Plus de deux cents fabriques s ’élevèrent et fournirent au commerce, dans l’espace de deux ans, des millions de Kilogrammes. Toutefois le sucre de betterave eut à lutter contre une défaveur dont la fraude l’avait frappé. Certains marchands avaient imaginé, pour faire fortune, de mêler aux cassonades le sucre de lait, substance qui n’a de ressemblance avec le sucre que le nom et l’apparence, et qui est beaucoup moins chère que le sucre ne l’était alors. Ces cassonades ainsi falsifiées sucraient beaucoup moins que celles dont on avait l’habitude de se servir avant la guerre. Il en résulta contre le sucre de betterave une forte dépréciation qui n’est pas encore effacée aujourd’hui dans l’esprit de beaucoup de personnes.

Pour vendre le sucre de betterave en pain, sorti des raffineries, on fut obligé d’en dissimuler l’origine, et on l’offrit à la consommation sous le nom et la forme de sucre raffiné des colonies. Comme il en a toutes les propriétés, cette ruse eut un plein succès ; on ne la découvrit pas.

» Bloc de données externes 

mod common;

use axum::body::Body;
use axum::http::{Request, StatusCode};
use common::{create_test_user, multipart_form, setup_test_app, test_jwt_config};
use coursedeck::utils::jwt::create_token;
use http_body_util::BodyExt;
use sqlx::PgPool;
use tower::ServiceExt;

async fn token_for(pool: &PgPool, email: &str, is_admin: bool) -> String {
    let user = create_test_user(pool, email, "testpass123", is_admin).await;
    create_token(user.id, &user.email, "Test User", is_admin, &test_jwt_config()).unwrap()
}

fn course_request(token: Option<&str>, fields: &[(&str, &str)]) -> Request<Body> {
    let (content_type, body) = multipart_form(fields);

    let mut builder = Request::builder()
        .method("POST")
        .uri("/api/admin/courses")
        .header("content-type", content_type);

    if let Some(token) = token {
        builder = builder.header("authorization", format!("Bearer {}", token));
    }

    builder.body(Body::from(body)).unwrap()
}

const VALID_FIELDS: &[(&str, &str)] = &[
    ("title", "Rust for Backend Engineers"),
    ("description", "From axum handlers to production."),
    ("price", "149.90"),
    ("is_subscription", "false"),
];

#[sqlx::test(migrations = "./migrations")]
async fn test_create_course_requires_authentication(pool: PgPool) {
    let app = setup_test_app(pool.clone());

    let response = app
        .oneshot(course_request(None, VALID_FIELDS))
        .await
        .unwrap();

    assert_eq!(response.status(), StatusCode::UNAUTHORIZED);

    let count = sqlx::query_scalar::<_, i64>("SELECT COUNT(*) FROM courses")
        .fetch_one(&pool)
        .await
        .unwrap();
    assert_eq!(count, 0);
}

#[sqlx::test(migrations = "./migrations")]
async fn test_create_course_rejects_non_admin(pool: PgPool) {
    let token = token_for(&pool, "student@example.com", false).await;
    let app = setup_test_app(pool.clone());

    let response = app
        .oneshot(course_request(Some(&token), VALID_FIELDS))
        .await
        .unwrap();

    assert_eq!(response.status(), StatusCode::FORBIDDEN);

    let count = sqlx::query_scalar::<_, i64>("SELECT COUNT(*) FROM courses")
        .fetch_one(&pool)
        .await
        .unwrap();
    assert_eq!(count, 0);
}

#[sqlx::test(migrations = "./migrations")]
async fn test_create_course_as_admin(pool: PgPool) {
    let token = token_for(&pool, "admin@example.com", true).await;
    let app = setup_test_app(pool);

    let response = app
        .oneshot(course_request(Some(&token), VALID_FIELDS))
        .await
        .unwrap();

    assert_eq!(response.status(), StatusCode::CREATED);

    let bytes = response.into_body().collect().await.unwrap().to_bytes();
    let body: serde_json::Value = serde_json::from_slice(&bytes).unwrap();
    assert_eq!(body["title"], "Rust for Backend Engineers");
    assert_eq!(body["is_subscription"], false);
    assert_eq!(body["cover_image_url"], serde_json::Value::Null);
}

#[sqlx::test(migrations = "./migrations")]
async fn test_create_lifetime_course_clears_valid_until(pool: PgPool) {
    let token = token_for(&pool, "admin@example.com", true).await;
    let app = setup_test_app(pool);

    let response = app
        .oneshot(course_request(
            Some(&token),
            &[
                ("title", "Forever Course"),
                ("description", "Buy once, keep forever."),
                ("price", "299.00"),
                ("is_subscription", "true"),
                ("is_lifetime", "true"),
                ("valid_until", "2030-01-01"),
            ],
        ))
        .await
        .unwrap();

    assert_eq!(response.status(), StatusCode::CREATED);

    let bytes = response.into_body().collect().await.unwrap().to_bytes();
    let body: serde_json::Value = serde_json::from_slice(&bytes).unwrap();
    assert_eq!(body["is_lifetime"], true);
    assert_eq!(body["valid_until"], serde_json::Value::Null);
}

#[sqlx::test(migrations = "./migrations")]
async fn test_create_course_missing_title(pool: PgPool) {
    let token = token_for(&pool, "admin@example.com", true).await;
    let app = setup_test_app(pool);

    let response = app
        .oneshot(course_request(
            Some(&token),
            &[
                ("description", "No title."),
                ("price", "10.00"),
                ("is_subscription", "false"),
            ],
        ))
        .await
        .unwrap();

    assert_eq!(response.status(), StatusCode::BAD_REQUEST);
}

#[sqlx::test(migrations = "./migrations")]
async fn test_create_course_rejects_junk_boolean(pool: PgPool) {
    let token = token_for(&pool, "admin@example.com", true).await;
    let app = setup_test_app(pool);

    let response = app
        .oneshot(course_request(
            Some(&token),
            &[
                ("title", "Bad Boolean"),
                ("description", "A course."),
                ("price", "10.00"),
                ("is_subscription", "maybe"),
            ],
        ))
        .await
        .unwrap();

    assert_eq!(response.status(), StatusCode::BAD_REQUEST);
}

#[sqlx::test(migrations = "./migrations")]
async fn test_list_courses_is_public(pool: PgPool) {
    common::create_test_course(&pool, "Open Course", false, None, false).await;
    let app = setup_test_app(pool);

    let response = app
        .oneshot(
            Request::builder()
                .method("GET")
                .uri("/api/courses")
                .body(Body::empty())
                .unwrap(),
        )
        .await
        .unwrap();

    assert_eq!(response.status(), StatusCode::OK);

    let bytes = response.into_body().collect().await.unwrap().to_bytes();
    let body: serde_json::Value = serde_json::from_slice(&bytes).unwrap();
    assert_eq!(body.as_array().unwrap().len(), 1);
    assert_eq!(body[0]["title"], "Open Course");
}
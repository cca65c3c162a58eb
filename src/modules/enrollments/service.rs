use chrono::Utc;
use sqlx::PgPool;
use tracing::instrument;
use uuid::Uuid;

use crate::utils::errors::AppError;

use super::entitlement::is_accessible;
use super::model::{EnrolledCourse, EnrollmentRow};

pub struct EnrollmentService;

impl EnrollmentService {
    /// Every course the user may access right now, most recent purchase
    /// first (the enrollment insertion counter breaks ties). No enrollments
    /// is a normal state: the result is simply empty.
    #[instrument(skip(db))]
    pub async fn list_accessible_courses(
        db: &PgPool,
        user_id: Uuid,
    ) -> Result<Vec<EnrolledCourse>, AppError> {
        let rows = sqlx::query_as::<_, EnrollmentRow>(
            "SELECT
                c.id AS course_id,
                c.title,
                c.description,
                c.cover_image_url,
                c.is_subscription,
                c.valid_until,
                c.is_lifetime,
                e.purchase_date,
                e.expiry_date
             FROM enrollments e
             JOIN courses c ON c.id = e.course_id
             WHERE e.user_id = $1
             ORDER BY e.purchase_date DESC, e.seq ASC",
        )
        .bind(user_id)
        .fetch_all(db)
        .await?;

        let today = Utc::now().date_naive();

        Ok(rows
            .into_iter()
            .filter(|row| {
                is_accessible(
                    row.is_subscription,
                    row.is_lifetime,
                    row.expiry_date,
                    row.valid_until,
                    today,
                )
            })
            .map(|row| EnrolledCourse {
                id: row.course_id,
                title: row.title,
                description: row.description,
                cover_image_url: row.cover_image_url,
                purchase_date: row.purchase_date,
                expiry_date: row.expiry_date,
            })
            .collect())
    }
}
//! Middleware for request processing.
//!
//! # Authentication Flow
//!
//! 1. Client sends a request with an `Authorization: Bearer <token>` header
//! 2. The [`auth::AuthUser`] extractor verifies the token and carries the
//!    decoded claims into the handler (401 on any failure)
//! 3. Admin-gated handlers extract [`admin::RequireAdmin`] instead, which
//!    rejects claims without the admin flag (403)
//! 4. The handler runs only once every gate has passed
//!
//! The gates compose strictly in that order: the admin check never runs on
//! an unauthenticated request.

pub mod admin;
pub mod auth;
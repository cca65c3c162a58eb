use axum::{
    Router,
    routing::{get, post},
};

use crate::state::AppState;

use super::controller::{create_course, list_courses};

/// Public catalog routes.
pub fn init_courses_router() -> Router<AppState> {
    Router::new().route("/", get(list_courses))
}

/// Admin-only routes; each handler enforces the admin gate through the
/// `RequireAdmin` extractor.
pub fn init_admin_courses_router() -> Router<AppState> {
    Router::new().route("/courses", post(create_course))
}
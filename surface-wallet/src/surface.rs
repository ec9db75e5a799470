//! Shared composition root of the wallet surfaces

use surface_dispatch::{
    ActionLoggerMiddleware, EffectReducer, EffectStore, HasSlice, ObserverBridge, PersistTree,
    Persistor, RemoteError, RemoteProxy, StateTree, Storage, SubKey, SurfaceConfig,
    SurfaceRuntime,
};

use crate::action::WalletAction;
use crate::backend::{WalletFactory, WALLET_SERVICE};
use crate::effect::WalletEffect;
use crate::events::translate_wallet_event;
use crate::handlers::WalletEffects;
use crate::reducer::validate_intent;
use crate::state::WalletState;

/// Runtime of a wallet surface over tree `S`.
pub type WalletRuntime<S> = SurfaceRuntime<S, WalletAction, WalletEffect, ActionLoggerMiddleware>;

/// Subscription key of the balance and gas estimate poll.
pub const POLL_KEY: &str = "poll";

/// Wire a surface runtime: logging middleware, validation, effect handler,
/// persistence, the wallet observer and the poll interval.
///
/// The runtime is returned unmounted.
pub(crate) fn build<S, F>(
    config: &SurfaceConfig,
    proxy: &mut RemoteProxy<F>,
    storage: impl Storage + 'static,
    reducer: EffectReducer<S, WalletAction, WalletEffect>,
) -> WalletRuntime<S>
where
    S: PersistTree + HasSlice<WalletState>,
    F: WalletFactory,
{
    let middleware = ActionLoggerMiddleware::new(config.name.clone(), config.log.clone());
    let store = EffectStore::with_middleware(S::default(), reducer, middleware);

    let mut runtime = SurfaceRuntime::from_store(config.name.clone(), store)
        .with_validator(validate_intent::<S>)
        .with_effect_handler(WalletEffects::from_proxy(proxy));

    if config.persist {
        runtime = runtime.with_persistor(Persistor::new(config.storage_key(), storage));
    }

    match proxy.take_events() {
        Some(events) => {
            runtime
                .subscriptions()
                .observe(WALLET_SERVICE, events, translate_wallet_event);
        }
        None => {
            tracing::warn!(surface = %config.name, service = WALLET_SERVICE, "No wallet events to observe");
        }
    }

    runtime
        .subscriptions()
        .interval(SubKey::new(POLL_KEY), config.poll_interval(), || WalletAction::PollTick);

    runtime
}

/// Retry binding the wallet backend of a mounted surface.
///
/// On success the surface observes the new event channel, and effects
/// handled from then on reach the new remote. Nothing is refetched; the
/// caller re-issues the intents it wants retried.
pub fn reconnect<S, F>(runtime: &mut WalletRuntime<S>, proxy: &mut RemoteProxy<F>) -> Result<(), RemoteError>
where
    S: StateTree,
    F: WalletFactory,
{
    proxy.reconnect()?;
    if let Some(events) = proxy.take_events() {
        runtime
            .subscriptions()
            .observe(WALLET_SERVICE, events, translate_wallet_event);
        tracing::info!(surface = %runtime.name(), service = WALLET_SERVICE, "Reconnected wallet backend");
    }
    Ok(())
}
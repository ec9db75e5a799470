//! Task manager for remote calls
//!
//! Provides lifecycle management for async tasks with support for:
//! - De-duplicated requests: at most one in-flight call per key
//! - Replace-latest spawning and debounced execution
//! - Suppression of late results once the surface is unmounted
//!
//! # Example
//!
//! ```ignore
//! use surface_dispatch::tasks::{TaskManager, TaskKey};
//!
//! let (action_tx, mut action_rx) = tokio::sync::mpsc::unbounded_channel();
//! let mut tasks = TaskManager::new(action_tx, mounted.clone());
//!
//! // Two identical requests while the first is in flight: one remote call
//! let key = TaskKey::with_params("get_balance", &address);
//! tasks.request(key.clone(), fetch_balance(remote.clone(), address.clone()));
//! tasks.request(key, fetch_balance(remote, address)); // Dedup::Joined
//!
//! // Latest wins: the previous search is cancelled
//! tasks.spawn("search", async move { Action::SearchDidLoad(search(query).await) });
//! ```

use std::collections::HashMap;
use std::fmt::Debug;
use std::future::Future;
use std::time::Duration;

use tokio::sync::mpsc;
use tokio::task::AbortHandle;
use tokio_util::sync::CancellationToken;

use crate::Action;

/// Identifies a request by operation name and parameters.
///
/// Requests with the same key are never in flight twice at the same time.
#[derive(Clone, Debug, Eq, PartialEq, Hash)]
pub struct TaskKey(String);

impl TaskKey {
    /// Key for an operation without parameters.
    pub fn new(name: impl Into<String>) -> Self {
        Self(name.into())
    }

    /// Key for an operation with parameters, e.g. `get_balance("0xabc", "0x1")`.
    pub fn with_params(operation: &str, params: impl Debug) -> Self {
        Self(format!("{operation}({params:?})"))
    }

    /// Get the key name.
    pub fn name(&self) -> &str {
        &self.0
    }
}

impl From<&'static str> for TaskKey {
    fn from(s: &'static str) -> Self {
        Self::new(s)
    }
}

impl From<String> for TaskKey {
    fn from(s: String) -> Self {
        Self(s)
    }
}

/// Outcome of [`TaskManager::request`].
#[derive(Clone, Copy, Debug, PartialEq, Eq)]
pub enum Dedup {
    /// A new remote call was issued.
    Issued,
    /// An identical call is already in flight; its result will be applied.
    Joined,
    /// The surface is unmounted; nothing was issued.
    Unmounted,
}

/// Manages async task lifecycle for one surface.
///
/// Every task sends exactly one action back on completion, unless it was
/// cancelled or the surface's `mounted` token was cancelled first.
pub struct TaskManager<A> {
    tasks: HashMap<TaskKey, AbortHandle>,
    action_tx: mpsc::UnboundedSender<A>,
    mounted: CancellationToken,
}

impl<A> TaskManager<A>
where
    A: Action,
{
    /// Create a new task manager.
    ///
    /// Completed tasks send their action on `action_tx` as long as `mounted`
    /// has not been cancelled.
    pub fn new(action_tx: mpsc::UnboundedSender<A>, mounted: CancellationToken) -> Self {
        Self {
            tasks: HashMap::new(),
            action_tx,
            mounted,
        }
    }

    fn launch<F>(&self, delay: Option<Duration>, future: F) -> AbortHandle
    where
        F: Future<Output = A> + Send + 'static,
    {
        let tx = self.action_tx.clone();
        let mounted = self.mounted.clone();
        tokio::spawn(async move {
            if let Some(delay) = delay {
                tokio::time::sleep(delay).await;
            }
            let action = future.await;
            if mounted.is_cancelled() {
                tracing::debug!(action = %action.name(), "Dropping result for unmounted surface");
                return;
            }
            let _ = tx.send(action);
        })
        .abort_handle()
    }

    /// Issue a request unless an identical one is already in flight.
    ///
    /// The future should return the result action (success or error). When a
    /// call with the same key is still running the new future is dropped
    /// without being polled and [`Dedup::Joined`] is returned.
    pub fn request<F>(&mut self, key: impl Into<TaskKey>, future: F) -> Dedup
    where
        F: Future<Output = A> + Send + 'static,
    {
        let key = key.into();
        if self.mounted.is_cancelled() {
            return Dedup::Unmounted;
        }
        if self.is_running(&key) {
            tracing::trace!(key = %key.name(), "Joining in-flight request");
            return Dedup::Joined;
        }

        let handle = self.launch(None, future);
        self.tasks.insert(key, handle);
        Dedup::Issued
    }

    /// Spawn a task, cancelling any existing task with the same key.
    pub fn spawn<F>(&mut self, key: impl Into<TaskKey>, future: F) -> &mut Self
    where
        F: Future<Output = A> + Send + 'static,
    {
        let key = key.into();
        self.cancel(&key);
        if !self.mounted.is_cancelled() {
            let handle = self.launch(None, future);
            self.tasks.insert(key, handle);
        }
        self
    }

    /// Spawn a task with debounce - waits for duration before executing.
    ///
    /// If called again with the same key before the duration expires,
    /// the previous task is cancelled and the timer resets.
    pub fn debounce<F>(
        &mut self,
        key: impl Into<TaskKey>,
        duration: Duration,
        future: F,
    ) -> &mut Self
    where
        F: Future<Output = A> + Send + 'static,
    {
        let key = key.into();
        self.cancel(&key);
        if !self.mounted.is_cancelled() {
            let handle = self.launch(Some(duration), future);
            self.tasks.insert(key, handle);
        }
        self
    }

    /// Cancel a task by key.
    ///
    /// If no task exists with the given key, this is a no-op.
    pub fn cancel(&mut self, key: &TaskKey) {
        if let Some(handle) = self.tasks.remove(key) {
            handle.abort();
        }
    }

    /// Abort all running tasks.
    pub fn cancel_all(&mut self) {
        for (_, handle) in self.tasks.drain() {
            handle.abort();
        }
    }

    /// Forget all tasks without aborting them.
    ///
    /// Used at teardown: remote calls already issued run to completion, but
    /// their results are dropped because the `mounted` token is cancelled.
    pub fn release(&mut self) {
        let released = self.tasks.len();
        self.tasks.clear();
        if released > 0 {
            tracing::debug!(released, "Released in-flight requests");
        }
    }

    /// Check if a task with the given key is currently running.
    pub fn is_running(&self, key: &TaskKey) -> bool {
        self.tasks
            .get(key)
            .is_some_and(|handle| !handle.is_finished())
    }

    /// Drop bookkeeping for finished tasks.
    pub fn prune(&mut self) {
        self.tasks.retain(|_, handle| !handle.is_finished());
    }

    /// Get the number of running tasks.
    pub fn len(&self) -> usize {
        self.tasks.values().filter(|h| !h.is_finished()).count()
    }

    /// Check if there are no running tasks.
    pub fn is_empty(&self) -> bool {
        self.len() == 0
    }

    /// Get the keys of all running tasks.
    pub fn running_keys(&self) -> impl Iterator<Item = &TaskKey> {
        self.tasks
            .iter()
            .filter(|(_, handle)| !handle.is_finished())
            .map(|(key, _)| key)
    }
}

Les progrès accomplis dans la culture de la betterave et dans les procédés de fabrication du sucre, ont considérablement diminué le prix de cette substance, relativement à ce qu’elle coûtait sous l’empire, où la livre a été portée jusqu’à six francs. Bien qu’elle soit à un taux assez bas aujourd’hui, il est beaucoup plus élevé que celui auquel le consommateur français pourrait l’obtenir sans les droits qui frappent à l’entrée de nos ports les sucres bruts préparés dans l’Inde. C’est ce dont il est facile de se convaincre en réfléchissant qu’au Bengale le sucre brut ne revient qu’au quart de ce qu’il coûte dans nos colonies. Le sucre de nos colonies elles-mêmes est sujet à un droit d’entrée dont le taux est déterminé d’après la protection que l’on croit convenable d’accorder aux fabricants français.

Pour comprendre comment on extrait le sucre, soit des cannes, soit des betteraves, etc., on doit se le présenter comme existant primitivement dans le suc de ces végétaux ; il s’y trouve mélangé à d’autres substances qui voilent à divers degrés sa douce saveur. L’art consiste à isoler le sucre en combinant divers procédés chimiques, au moyen desquels ces substances étrangères se trouvent peu à peu enlevées complètement. Nous ne pouvons pas entrer à cet égard dans des détails techniques, qui d’ailleurs rentrent plus particulièrement dans le travail du raffineur ; nous nous bornerons à dire comment on obtient le jus sucré, soit des cannes, soit des betteraves, de manière à en perdre le moins possible. Le jus des cannes s’extrait au moyen d’un moulin ou pressoir, par lequel les cannes sont fortement comprimées.

Vue des chaudières et des rafraîchissoirs, à la Martinique.

Vue des chaudières et des rafraîchissoirs,
à la Martinique.

Les gravures que nous présentons, prises sur les lieux même donnent un détail suffisant de ce qui se pratique sur les habitations des planteurs. Les cannes passent deux fois au laminoir : les cannes déjà pressées sont ensuite séchées pour alimenter le feu des chaudières.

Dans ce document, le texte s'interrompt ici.